Sete
da manhã Rita já estava na ginecologista. Janice, uma velha amiga remanescente dos tempos dos
barzinhos, quando terminavam a semana ouvindo Hermann, o goliardo gorducho de Pinheiros, cantando Sampa – achavam – melhor do que Caetano.
As visitas tinham dois motivos: atualizar os exames e as conversas.

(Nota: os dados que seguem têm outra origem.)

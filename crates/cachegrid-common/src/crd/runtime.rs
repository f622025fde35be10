//! CacheRuntime Custom Resource Definition
//!
//! A CacheRuntime declares one caching cluster instance: a master group, a
//! worker group, and a fuse group, each run as an orchestrator-managed
//! process group. The spec is owned by the user; the status is owned by the
//! cachegrid controller and converges on every reconcile.

use std::collections::BTreeMap;

use kube::CustomResource;
use schemars::JsonSchema;
use serde::{Deserialize, Serialize};

use super::types::{CacheStateName, Condition, RuntimeConditionType, RuntimePhase};

/// Default port the master exposes through the gateway
pub const DEFAULT_GATEWAY_PORT: u16 = 19998;

/// Specification for a CacheRuntime
#[derive(CustomResource, Clone, Debug, Default, Deserialize, Serialize, JsonSchema, PartialEq)]
#[kube(
    group = "cachegrid.dev",
    version = "v1alpha1",
    kind = "CacheRuntime",
    plural = "cacheruntimes",
    shortname = "cgr",
    status = "CacheRuntimeStatus",
    namespaced,
    derive = "PartialEq",
    printcolumn = r#"{"name":"Master","type":"string","jsonPath":".status.masterPhase"}"#,
    printcolumn = r#"{"name":"Worker","type":"string","jsonPath":".status.workerPhase"}"#,
    printcolumn = r#"{"name":"Fuse","type":"string","jsonPath":".status.fusePhase"}"#,
    printcolumn = r#"{"name":"Age","type":"date","jsonPath":".metadata.creationTimestamp"}"#
)]
#[serde(rename_all = "camelCase")]
pub struct CacheRuntimeSpec {
    /// Master group
    #[serde(default)]
    pub master: ComponentSpec,

    /// Worker group
    #[serde(default)]
    pub worker: ComponentSpec,

    /// Fuse group
    #[serde(default)]
    pub fuse: ComponentSpec,

    /// How the worker group follows the declared replica count
    #[serde(default)]
    pub scaling: ScalingPolicy,

    /// API gateway exposed by the master
    #[serde(default)]
    pub gateway: GatewaySpec,
}

impl CacheRuntimeSpec {
    /// Validate the runtime specification
    pub fn validate(&self) -> Result<(), crate::Error> {
        for (field, component) in [
            ("spec.master.replicas", &self.master),
            ("spec.worker.replicas", &self.worker),
            ("spec.fuse.replicas", &self.fuse),
        ] {
            if component.replicas < 0 {
                return Err(crate::Error::validation_for_field(
                    crate::error::UNKNOWN_CONTEXT,
                    field,
                    format!("replicas must be >= 0, got {}", component.replicas),
                ));
            }
        }
        if self.gateway.enabled && self.gateway.port == 0 {
            return Err(crate::Error::validation_for_field(
                crate::error::UNKNOWN_CONTEXT,
                "spec.gateway.port",
                "gateway port must be set when the gateway is enabled",
            ));
        }
        Ok(())
    }
}

/// Declared shape of one process group
#[derive(Clone, Debug, Default, Deserialize, Serialize, JsonSchema, PartialEq)]
#[serde(rename_all = "camelCase")]
pub struct ComponentSpec {
    /// Desired replica count. The zero value means "unset" and defaults to 1.
    #[serde(default)]
    pub replicas: i32,
}

impl ComponentSpec {
    /// Declared replica count with the zero value defaulted to 1
    pub fn desired_replicas(&self) -> i32 {
        if self.replicas == 0 {
            1
        } else {
            self.replicas
        }
    }
}

/// How the controller reacts to a declared worker count that differs from
/// the worker group's replicas
#[derive(Clone, Copy, Debug, Default, Deserialize, Serialize, JsonSchema, PartialEq, Eq)]
pub enum ScalingPolicy {
    /// Controller records the scale event and resizes the worker group
    #[default]
    Managed,
    /// Controller records the scale event only; resizing happens elsewhere
    Manual,
}

/// API gateway configuration
#[derive(Clone, Debug, Deserialize, Serialize, JsonSchema, PartialEq)]
#[serde(rename_all = "camelCase")]
pub struct GatewaySpec {
    /// Expose the master API through a stable endpoint
    #[serde(default)]
    pub enabled: bool,

    /// Port of the master API
    #[serde(default = "default_gateway_port")]
    pub port: u16,
}

impl Default for GatewaySpec {
    fn default() -> Self {
        Self {
            enabled: false,
            port: DEFAULT_GATEWAY_PORT,
        }
    }
}

fn default_gateway_port() -> u16 {
    DEFAULT_GATEWAY_PORT
}

/// Status for a CacheRuntime
#[derive(Clone, Debug, Default, Deserialize, Serialize, JsonSchema, PartialEq)]
#[serde(rename_all = "camelCase")]
pub struct CacheRuntimeStatus {
    /// The generation of the spec that was last processed by the controller
    #[serde(default, skip_serializing_if = "Option::is_none")]
    pub observed_generation: Option<i64>,

    /// Phase of the master group
    #[serde(default)]
    pub master_phase: RuntimePhase,

    /// Phase of the worker group
    #[serde(default)]
    pub worker_phase: RuntimePhase,

    /// Phase of the fuse group
    #[serde(default)]
    pub fuse_phase: RuntimePhase,

    /// Declared master replicas (defaulted)
    #[serde(default)]
    pub desired_master_number_scheduled: i32,

    /// Master replicas currently scheduled
    #[serde(default)]
    pub current_master_number_scheduled: i32,

    /// Master replicas ready
    #[serde(default)]
    pub master_number_ready: i32,

    /// Declared worker replicas (defaulted)
    #[serde(default)]
    pub desired_worker_number_scheduled: i32,

    /// Worker replicas currently scheduled
    #[serde(default)]
    pub current_worker_number_scheduled: i32,

    /// Worker replicas ready
    #[serde(default)]
    pub worker_number_ready: i32,

    /// Worker replicas available
    #[serde(default)]
    pub worker_number_available: i32,

    /// Worker replicas unavailable
    #[serde(default)]
    pub worker_number_unavailable: i32,

    /// Fuse pods the fuse group wants scheduled
    #[serde(default)]
    pub desired_fuse_number_scheduled: i32,

    /// Fuse pods currently scheduled
    #[serde(default)]
    pub current_fuse_number_scheduled: i32,

    /// Fuse pods ready
    #[serde(default)]
    pub fuse_number_ready: i32,

    /// Fuse pods available
    #[serde(default)]
    pub fuse_number_available: i32,

    /// Fuse pods unavailable
    #[serde(default)]
    pub fuse_number_unavailable: i32,

    /// Conditions, at most one per type
    #[serde(default, skip_serializing_if = "Vec::is_empty")]
    pub conditions: Vec<Condition<RuntimeConditionType>>,

    /// Cache summary reported by the caching engine
    #[serde(default, skip_serializing_if = "BTreeMap::is_empty")]
    pub cache_states: BTreeMap<CacheStateName, String>,

    /// Gateway endpoint, present when the gateway is enabled
    #[serde(default, skip_serializing_if = "Option::is_none")]
    pub gateway: Option<GatewayStatus>,
}

impl CacheRuntimeStatus {
    /// Look up a condition by type
    pub fn condition(&self, type_: RuntimeConditionType) -> Option<&Condition<RuntimeConditionType>> {
        self.conditions.iter().find(|c| c.type_ == type_)
    }

    /// True when master, worker, and fuse groups are all Ready
    pub fn all_ready(&self) -> bool {
        [self.master_phase, self.worker_phase, self.fuse_phase]
            .iter()
            .all(|p| *p == RuntimePhase::Ready)
    }
}

/// Gateway sub-status
#[derive(Clone, Debug, Default, Deserialize, Serialize, JsonSchema, PartialEq)]
#[serde(rename_all = "camelCase")]
pub struct GatewayStatus {
    /// `host:port` of the master API
    pub endpoint: String,
}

Tomavam café juntas num papo cíclico, jamais interrompido, namoros, trabalho,
idade, esperanças... Naquele dia uma frase se enroscou na cabeça de Rita:
“Não se preocupe, daqui dois
anos essa inquietude vai acabar, porque aí qualquer gravidez seria perigosa.
O
pedaço que incomodava era: ‘dois anos’.
No táxi se encolheu e ignorou a paisagem. Chegou 20 minutos
atrasada no evento sobre Qualidade de Vida. Continuou encolhida no fundo da
sala, o telão era um balão de história em quadrinhos contendo a frase: ‘dois anos’. De repente a foto de uma garotinha num balanço, coroada de flores e afogada de alegria – uma ilustração da palestra – perfurou a bolha de alheamento de Rita e ganhou sua completa atenção.
Uma
ideia avassaladora nasceu, ‘dois anos’ fecundou a foto da garotinha, um óvulo de vontade irrefreável reivindicava o direito de vir ao
mundo. Passou o resto do dia ensimesmada, chocando pensamentos. Dentro dela, no secreto pavilhão dos sonhos, um projeto foi iniciado com altíssima prioridade.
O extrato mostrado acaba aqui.